Свои первые большие деньги – 100 тысяч – я заработала в 1989-м в Японии. И никакого отношения к России не имела
– Он сказал мне тогда: "Ноги моей там не будет, пока они не вернут все, что украли у Грузии". И он слово сдержал. Он потерял деньги. Он мог всю жизнь ездить по России и горя не знать. Потерял кучу денег, потерял достаток, комфорт, но он был счастливым человеком до конца своих дней. Чего не скажешь о подавляющем большинстве артистов. Кстати, и грузинских артистов тоже. Мы дружили с Вахтангом Константиновичем. Помню, мы ночью в Батуми сидим, 80 лет ему. И я говорю: "Ну как так? Они же поют там. Вы – нет, а они – да". Он говорит: "Не трогай их. Артисты".
– Знаешь, мне кажется, правда артисты. Как-то я думала: "А где я была восемь лет?" Все говорят: "Где вы были восемь лет?" Где я была восемь лет? Но потом я стала листать свой Instagram, смотрю: я уже с 2015 года стала концерты давать в основном в Украине.
– Да.
– Сама не понимая. В Крым я знала, что не поеду. Ну и ладно, поставила точку. Дальше меня приглашают в Украину один раз, другой, третий... И я уже все время в Украине. Это все происходит подсознательно. Как здорово сказал один мой друг... Я ему говорю: "Представляешь? Я, наверное, не интересовалась политикой". И это, наверное, благодаря Советскому Союзу. Потому что мы же не верили, что говорили по телевизору. Смеялись просто. Я помню, Брежнев умер, а у нас репетиция. И к нам забежали – и говорят: "Вы что! Брежнев умер, а вы репетируете". А мы – ха-ха-ха! Мы не верили всему, не уважали.
– Jūras pērle?
– Да, Jūras pērle. Не уважали все это. Была грузинская война, была чеченская. Каждый раз был ужас для меня, бессонные ночи... Да, они были. А дальше что? Почему я не реагировала? А он говорит: "Знаешь, как в Греции называли людей, которые не интересуются политикой? Идиотами". И оттуда, из Греции, пошло это слово. Правда я была идиоткой. И сейчас, мне кажется, у очень многих людей открылось то, о чем мы никогда раньше не думали. Ты начинаешь думать шире, начинаешь думать глубже, начинаешь соображать, что происходит, почему так происходит. Мы же раньше об этом не думали. Ногти накрасили, костюмчик надели... А первые, наверное, полгода, да и до сих пор наряжаться неохота. Даже на концерт выходить нарядной не можешь. Я не понимаю, что это. Что-то внутри. Даже ногти красить не хотелось долгое время. Просто заставляешь себя, заставляешь. Не имеешь права сдаваться. Вот, кстати, Дима, что с русским языком? Твое ощущение.

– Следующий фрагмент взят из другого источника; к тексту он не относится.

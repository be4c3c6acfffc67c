//! HTTP transport for the Awair REST API
//!
//! Sends requests relative to the configured API endpoint. Idempotent
//! requests (GET, HEAD, OPTIONS) are retried on network failures and 5xx
//! responses with exponential backoff; every other verb is sent once.

use crate::config::TransportConfig;
use crate::error::{AwairError, AwairResult, TransportError};
use reqwest::header::{HeaderMap, HeaderName, HeaderValue};
use reqwest::{Client, Method};
use std::time::Duration;
use tracing::{debug, warn};
use url::Url;

/// Retry settings for idempotent requests
#[derive(Debug, Clone, Copy, PartialEq, Eq)]
pub struct RetryPolicy {
    /// Retries after the first attempt
    pub max_retries: u32,

    /// Delay before the first retry (doubles with each retry)
    pub initial_delay: Duration,

    /// Maximum delay between retries
    pub max_delay: Duration,
}

impl Default for RetryPolicy {
    fn default() -> Self {
        let transport = TransportConfig::default();
        Self::from_config(&transport)
    }
}

impl RetryPolicy {
    pub fn from_config(config: &TransportConfig) -> Self {
        Self {
            max_retries: config.max_retries,
            initial_delay: config.initial_retry_delay(),
            max_delay: config.max_retry_delay(),
        }
    }

    /// Whether requests with this method may be sent more than once
    pub fn applies_to(method: &Method) -> bool {
        matches!(*method, Method::GET | Method::HEAD | Method::OPTIONS)
    }
}

/// A single request relative to the API endpoint
#[derive(Debug)]
pub(crate) struct ApiRequest {
    pub method: Method,
    pub path: String,
    pub query: Vec<(&'static str, String)>,
    pub body: Option<serde_json::Value>,
    pub headers: HeaderMap,
    pub timeout: Option<Duration>,
}

impl ApiRequest {
    pub fn get(path: impl Into<String>) -> Self {
        Self::new(Method::GET, path)
    }

    pub fn put(path: impl Into<String>, body: serde_json::Value) -> Self {
        let mut request = Self::new(Method::PUT, path);
        request.body = Some(body);
        request
    }

    fn new(method: Method, path: impl Into<String>) -> Self {
        Self {
            method,
            path: path.into(),
            query: Vec::new(),
            body: None,
            headers: HeaderMap::new(),
            timeout: None,
        }
    }

    pub fn query(mut self, query: Vec<(&'static str, String)>) -> Self {
        self.query = query;
        self
    }

    pub fn headers(mut self, headers: HeaderMap) -> Self {
        self.headers = headers;
        self
    }

    pub fn timeout(mut self, timeout: Option<Duration>) -> Self {
        self.timeout = timeout;
        self
    }
}

/// HTTP client for the Awair API
#[derive(Debug, Clone)]
pub struct HttpClient {
    client: Client,
    base_url: String,
    retry: RetryPolicy,
}

impl HttpClient {
    /// Create a new HTTP client
    pub fn new(config: &TransportConfig) -> AwairResult<Self> {
        let base_url = config.api_endpoint.trim_end_matches('/').to_string();
        Url::parse(&base_url)
            .map_err(|e| AwairError::Config(format!("invalid API endpoint {}: {}", base_url, e)))?;

        let mut default_headers = HeaderMap::new();
        for (name, value) in &config.headers {
            let name = HeaderName::from_bytes(name.as_bytes())
                .map_err(|e| AwairError::InvalidHeaderShape(format!("{:?}: {}", name, e)))?;
            let value = HeaderValue::from_str(value)
                .map_err(|e| AwairError::InvalidHeaderShape(format!("{:?}: {}", name, e)))?;
            default_headers.insert(name, value);
        }

        let client = Client::builder()
            .timeout(config.timeout())
            .user_agent(config.user_agent.as_str())
            .default_headers(default_headers)
            .gzip(true)
            .build()
            .map_err(|e| AwairError::Config(format!("failed to create HTTP client: {}", e)))?;

        Ok(Self {
            client,
            base_url,
            retry: RetryPolicy::from_config(config),
        })
    }

    /// Base URL requests are sent to
    pub fn base_url(&self) -> &str {
        &self.base_url
    }

    /// Retry settings for idempotent requests
    pub fn retry_policy(&self) -> RetryPolicy {
        self.retry
    }

    fn url(&self, path: &str) -> String {
        format!("{}/{}", self.base_url, path.trim_start_matches('/'))
    }

    /// Send a request and return the body of a 2xx response
    pub(crate) async fn send(&self, request: &ApiRequest) -> AwairResult<Vec<u8>> {
        let retries = if RetryPolicy::applies_to(&request.method) {
            self.retry.max_retries
        } else {
            0
        };

        let mut delay = self.retry.initial_delay;
        let mut attempt: u32 = 0;

        loop {
            attempt += 1;
            match self.send_once(request, attempt).await {
                Ok(body) => return Ok(body),
                Err(e) if attempt <= retries && e.is_transient() => {
                    warn!(
                        "{} {} failed (attempt {}), retrying in {:?}: {}",
                        request.method, request.path, attempt, delay, e
                    );
                    tokio::time::sleep(delay).await;
                    delay = std::cmp::min(delay * 2, self.retry.max_delay);
                }
                Err(e) => return Err(e.into()),
            }
        }
    }

    async fn send_once(
        &self,
        request: &ApiRequest,
        attempt: u32,
    ) -> Result<Vec<u8>, TransportError> {
        let url = self.url(&request.path);
        debug!(attempt, method = %request.method, %url, "sending request");

        let mut builder = self
            .client
            .request(request.method.clone(), &url)
            .headers(request.headers.clone());

        if !request.query.is_empty() {
            builder = builder.query(&request.query);
        }
        if let Some(body) = &request.body {
            builder = builder.json(body);
        }
        if let Some(timeout) = request.timeout {
            builder = builder.timeout(timeout);
        }

        let response = builder.send().await?;
        let status = response.status();
        debug!(attempt, method = %request.method, %url, %status, "received response");

        if status.is_success() {
            let body = response.bytes().await?;
            Ok(body.to_vec())
        } else {
            let body = response.text().await.unwrap_or_default();
            Err(TransportError::Status {
                status: status.as_u16(),
                body,
            })
        }
    }
}

#[cfg(test)]
mod tests {
    use super::*;
    use wiremock::matchers::{method, path};
    use wiremock::{Mock, MockServer, ResponseTemplate};

    fn config(endpoint: &str) -> TransportConfig {
        TransportConfig {
            api_endpoint: endpoint.to_string(),
            initial_retry_delay_ms: 1,
            max_retry_delay_ms: 4,
            ..Default::default()
        }
    }

    #[test]
    fn test_trailing_slash_removed() {
        let client = HttpClient::new(&config("https://developer-apis.awair.is/v1/")).unwrap();
        assert_eq!(client.base_url(), "https://developer-apis.awair.is/v1");
        assert_eq!(
            client.url("/users/self"),
            "https://developer-apis.awair.is/v1/users/self"
        );
    }

    #[test]
    fn test_retry_policy_from_config() {
        let transport = TransportConfig {
            max_retries: 5,
            ..config("https://developer-apis.awair.is/v1")
        };
        let client = HttpClient::new(&transport).unwrap();
        assert_eq!(
            client.retry_policy(),
            RetryPolicy {
                max_retries: 5,
                initial_delay: Duration::from_millis(1),
                max_delay: Duration::from_millis(4),
            }
        );
        assert_eq!(RetryPolicy::default().max_retries, 3);
    }

    #[test]
    fn test_invalid_endpoint() {
        let err = HttpClient::new(&config("not a url")).unwrap_err();
        assert!(matches!(err, AwairError::Config(_)));
    }

    #[test]
    fn test_retry_applies_to_reads_only() {
        assert!(RetryPolicy::applies_to(&Method::GET));
        assert!(RetryPolicy::applies_to(&Method::HEAD));
        assert!(!RetryPolicy::applies_to(&Method::PUT));
        assert!(!RetryPolicy::applies_to(&Method::POST));
    }

    #[tokio::test]
    async fn test_get_retries_server_errors() {
        let server = MockServer::start().await;
        Mock::given(method("GET"))
            .and(path("/v1/users/self"))
            .respond_with(ResponseTemplate::new(503))
            .up_to_n_times(2)
            .expect(2)
            .mount(&server)
            .await;
        Mock::given(method("GET"))
            .and(path("/v1/users/self"))
            .respond_with(ResponseTemplate::new(200).set_body_string("ok"))
            .expect(1)
            .mount(&server)
            .await;

        let client = HttpClient::new(&config(&format!("{}/v1", server.uri()))).unwrap();
        let body = client.send(&ApiRequest::get("users/self")).await.unwrap();
        assert_eq!(body, b"ok");
    }

    #[tokio::test]
    async fn test_get_gives_up_after_max_retries() {
        let server = MockServer::start().await;
        Mock::given(method("GET"))
            .respond_with(ResponseTemplate::new(500).set_body_string("down"))
            .expect(4)
            .mount(&server)
            .await;

        let client = HttpClient::new(&config(&server.uri())).unwrap();
        let err = client.send(&ApiRequest::get("users/self")).await.unwrap_err();
        assert_eq!(err.status(), Some(500));
        assert!(matches!(
            err,
            AwairError::Transport(TransportError::Status { ref body, .. }) if body == "down"
        ));
    }

    #[tokio::test]
    async fn test_client_errors_not_retried() {
        let server = MockServer::start().await;
        Mock::given(method("GET"))
            .respond_with(ResponseTemplate::new(404))
            .expect(1)
            .mount(&server)
            .await;

        let client = HttpClient::new(&config(&server.uri())).unwrap();
        let err = client.send(&ApiRequest::get("missing")).await.unwrap_err();
        assert_eq!(err.status(), Some(404));
    }

    #[tokio::test]
    async fn test_put_not_retried() {
        let server = MockServer::start().await;
        Mock::given(method("PUT"))
            .respond_with(ResponseTemplate::new(500))
            .expect(1)
            .mount(&server)
            .await;

        let client = HttpClient::new(&config(&server.uri())).unwrap();
        let request = ApiRequest::put("devices/awair/1/name", serde_json::json!({"name": "x"}));
        let err = client.send(&request).await.unwrap_err();
        assert_eq!(err.status(), Some(500));
    }

    #[tokio::test]
    async fn test_network_failure_surfaces_after_retries() {
        let listener = std::net::TcpListener::bind("127.0.0.1:0").unwrap();
        let addr = listener.local_addr().unwrap();
        drop(listener);

        let transport = TransportConfig {
            max_retries: 1,
            ..config(&format!("http://{}", addr))
        };
        let client = HttpClient::new(&transport).unwrap();
        let err = client.send(&ApiRequest::get("users/self")).await.unwrap_err();
        assert!(matches!(
            err,
            AwairError::Transport(TransportError::Network(_))
        ));
    }
}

– Мое ощущение очень простое: русский язык не приватизирован Путиным и не приватизирован Россией. Это часть мировой культуры, средство... А что такое язык? Средство получения информации и средство общения. Все. Не надо преувеличивать
– Да. Мне кажется, это как будто, знаешь, назло. Мне все пишут: "Ой, ну говори по-латышски. Что ты по-русски?" Мне хочется сказать: "Какое твое дело? Я с тобой вообще не разговариваю".
– Демократия.
– Просто не разговариваю. Я разговариваю с теми, кто способен слышать, с теми, кого уважаю я и кто уважает меня. А на каком языке – а какое ваше дело? На каком хочу, на таком говорю.
– Демократия.
– Да, вот именно (смеется). Но вам, наверное, тяжело.
– Нет, нам очень легко. Мы говорим, на каком языке хотим. Мы говорим на украинском, на русском. Жалко, что я не говорю по-английски. И по-китайски было бы неплохо. Средство получения информации, средство общения. И я считаю, что русский язык – это не язык того быдла, которое к нам пришло убивать нас.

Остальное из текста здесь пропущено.